Dow Jones Industrial Average dropped 378 points to 22,870%. This is the lowest score in a month. S&P 500 dropped 1.5% and Nasdaq Composite decreased 1.4%.
Previously, the Ministry of Labor said that the first jobless claims fell to 2.98 million last week. He said that they have been under 3 million in the first week since March, but still well above the expectations of 2.50 million.
Analysts in the Pantheon Macroeconomics said that the rate of new applications has shown a disappointing slow decline, and the number is unlikely to fall below 1 million before the end of June.

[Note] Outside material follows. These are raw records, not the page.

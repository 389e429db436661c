//! The provider's named voice catalog, surfaced read-only through the admin
//! API's `GET /api/voices` (§6). Static because the provider does not expose
//! a voices-listing endpoint of its own.

/// `(voice_id, display_name)` pairs, in the provider's own ordering.
pub const VOICE_CATALOG: &[(&str, &str)] = &[
    ("Wise_Woman", "Wise Woman"),
    ("Friendly_Person", "Friendly Person"),
    ("Deep_Voice_Man", "Deep Voice Man"),
    ("Calm_Woman", "Calm Woman"),
    ("Casual_Guy", "Casual Guy"),
    ("Lively_Girl", "Lively Girl"),
    ("Patient_Man", "Patient Man"),
    ("Young_Knight", "Young Knight"),
    ("Determined_Man", "Determined Man"),
    ("Lovely_Girl", "Lovely Girl"),
    ("Decent_Boy", "Decent Boy"),
    ("Imposing_Manner", "Imposing Manner"),
    ("Elegant_Man", "Elegant Man"),
    ("Abbess", "Abbess"),
    ("Sweet_Girl_2", "Sweet Girl"),
    ("Exuberant_Girl", "Exuberant Girl"),
];

#[cfg(test)]
mod tests {
    use super::*;

    #[test]
    fn system_default_voice_is_in_the_catalog() {
        assert!(VOICE_CATALOG.iter().any(|(id, _)| *id == "Wise_Woman"));
    }

    #[test]
    fn catalog_has_no_duplicate_ids() {
        let mut ids: Vec<&str> = VOICE_CATALOG.iter().map(|(id, _)| *id).collect();
        ids.sort_unstable();
        ids.dedup();
        assert_eq!(ids.len(), VOICE_CATALOG.len());
    }
}
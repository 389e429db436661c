//! Identity-provider token exchange (§4.5, §6): refreshing the chat-auth
//! user token and minting app (client-credentials) tokens.

use chrono::{DateTime, Duration as ChronoDuration, Utc};
use secrecy::{ExposeSecret, Secret};
use serde::Deserialize;
use ttsrelay_protocol::IDENTITY_TIMEOUT_MS;

use crate::error::Result;

const TOKEN_URL: &str = "https://id.twitch.tv/oauth2/token";
const REFRESH_MARGIN_SECS: i64 = 300;

#[derive(Debug, Deserialize)]
struct TokenResponseBody {
    access_token: String,
    refresh_token: Option<String>,
    expires_in: i64,
}

/// An access token plus its refresh token (when the grant was
/// `refresh_token`) and absolute expiry, ready to be cached.
#[derive(Clone)]
pub struct IssuedToken {
    pub access_token: Secret<String>,
    pub refresh_token: Option<Secret<String>>,
    pub expires_at: DateTime<Utc>,
}

impl IssuedToken {
    /// True once within [`REFRESH_MARGIN_SECS`] of expiry (§6: "Refresh 5
    /// minutes before expiry").
    pub fn needs_refresh(&self, now: DateTime<Utc>) -> bool {
        now >= self.expires_at - ChronoDuration::seconds(REFRESH_MARGIN_SECS)
    }
}

impl std::fmt::Debug for IssuedToken {
    fn fmt(&self, f: &mut std::fmt::Formatter<'_>) -> std::fmt::Result {
        f.debug_struct("IssuedToken")
            .field("access_token", &"[REDACTED]")
            .field("refresh_token", &self.refresh_token.as_ref().map(|_| "[REDACTED]"))
            .field("expires_at", &self.expires_at)
            .finish()
    }
}

pub struct IdentityClient {
    client: reqwest::Client,
    base_url: String,
    client_id: String,
    client_secret: Secret<String>,
}

impl IdentityClient {
    pub fn new(client_id: impl Into<String>, client_secret: Secret<String>) -> Self {
        Self {
            client: reqwest::Client::new(),
            base_url: TOKEN_URL.to_string(),
            client_id: client_id.into(),
            client_secret,
        }
    }

    #[cfg(test)]
    fn with_base_url(client_id: impl Into<String>, client_secret: Secret<String>, base_url: impl Into<String>) -> Self {
        Self {
            client: reqwest::Client::new(),
            base_url: base_url.into(),
            client_id: client_id.into(),
            client_secret,
        }
    }

    async fn exchange(&self, extra: &[(&str, &str)]) -> Result<IssuedToken> {
        let mut form: Vec<(&str, &str)> = vec![
            ("client_id", &self.client_id),
            ("client_secret", self.client_secret.expose_secret()),
        ];
        form.extend_from_slice(extra);

        let response = self
            .client
            .post(&self.base_url)
            .form(&form)
            .timeout(std::time::Duration::from_millis(IDENTITY_TIMEOUT_MS))
            .send()
            .await?;

        let body: TokenResponseBody = response.json().await?;
        Ok(IssuedToken {
            access_token: Secret::new(body.access_token),
            refresh_token: body.refresh_token.map(Secret::new),
            expires_at: Utc::now() + ChronoDuration::seconds(body.expires_in),
        })
    }

    /// Exchange a stored refresh-token for a new user access token (§4.5,
    /// §6). If Twitch rotates the refresh token, the returned
    /// [`IssuedToken::refresh_token`] carries the new version and the
    /// caller must persist it to the secret store.
    pub async fn refresh_user_token(&self, refresh_token: &Secret<String>) -> Result<IssuedToken> {
        self.exchange(&[
            ("grant_type", "refresh_token"),
            ("refresh_token", refresh_token.expose_secret()),
        ])
        .await
    }

    /// Mint an app token via `client_credentials` (§6).
    pub async fn app_token(&self) -> Result<IssuedToken> {
        self.exchange(&[("grant_type", "client_credentials")]).await
    }
}

#[cfg(test)]
mod tests {
    use wiremock::{matchers::method, Mock, MockServer, ResponseTemplate};

    use super::*;

    #[tokio::test]
    async fn refresh_user_token_parses_response_and_computes_expiry() {
        let server = MockServer::start().await;
        Mock::given(method("POST"))
            .respond_with(ResponseTemplate::new(200).set_body_json(serde_json::json!({
                "access_token": "new-access",
                "refresh_token": "new-refresh",
                "expires_in": 3600,
            })))
            .mount(&server)
            .await;

        let client = IdentityClient::with_base_url("cid", Secret::new("secret".to_string()), server.uri());
        let token = client
            .refresh_user_token(&Secret::new("old-refresh".to_string()))
            .await
            .unwrap();

        assert_eq!(token.access_token.expose_secret(), "new-access");
        assert_eq!(
            token.refresh_token.as_ref().map(|s| s.expose_secret().as_str()),
            Some("new-refresh")
        );
        assert!(!token.needs_refresh(Utc::now()));
    }

    #[test]
    fn token_near_expiry_needs_refresh() {
        let token = IssuedToken {
            access_token: Secret::new("a".to_string()),
            refresh_token: None,
            expires_at: Utc::now() + ChronoDuration::seconds(60),
        };
        assert!(token.needs_refresh(Utc::now()));
    }

    #[test]
    fn fresh_token_does_not_need_refresh() {
        let token = IssuedToken {
            access_token: Secret::new("a".to_string()),
            refresh_token: None,
            expires_at: Utc::now() + ChronoDuration::seconds(3600),
        };
        assert!(!token.needs_refresh(Utc::now()));
    }
}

"The rate seen after one week after the previous applications of the previous week fell for seven weeks, so recruitment is not completely dead," said Pantheon's Ian Shepherdson in a note to customers.
Markets shaken earlier Thursday with more aggressive rhetoric from President Donald Trump to China. Trump told Fox Business News: "We can cut the whole relationship" with China. Fox also reported that the administration is looking for ways to get punishment or financial compensation from China for what he sees as stoppage information about the coronavirus.
Already this week, Trump led a federal pension scheme to dispose of Chinese stock holders and signed an executive order by the end of May 2021, which banned US companies doing business with Telecom company Huawei.
This dropped names such as Apple (NASDAQ: AAPL), which produced their smartphones in China, by 1.7%, while Tesla (NASDAQ: TSLA) stock fell 2.5%, largely based on the Chinese market growth outlook.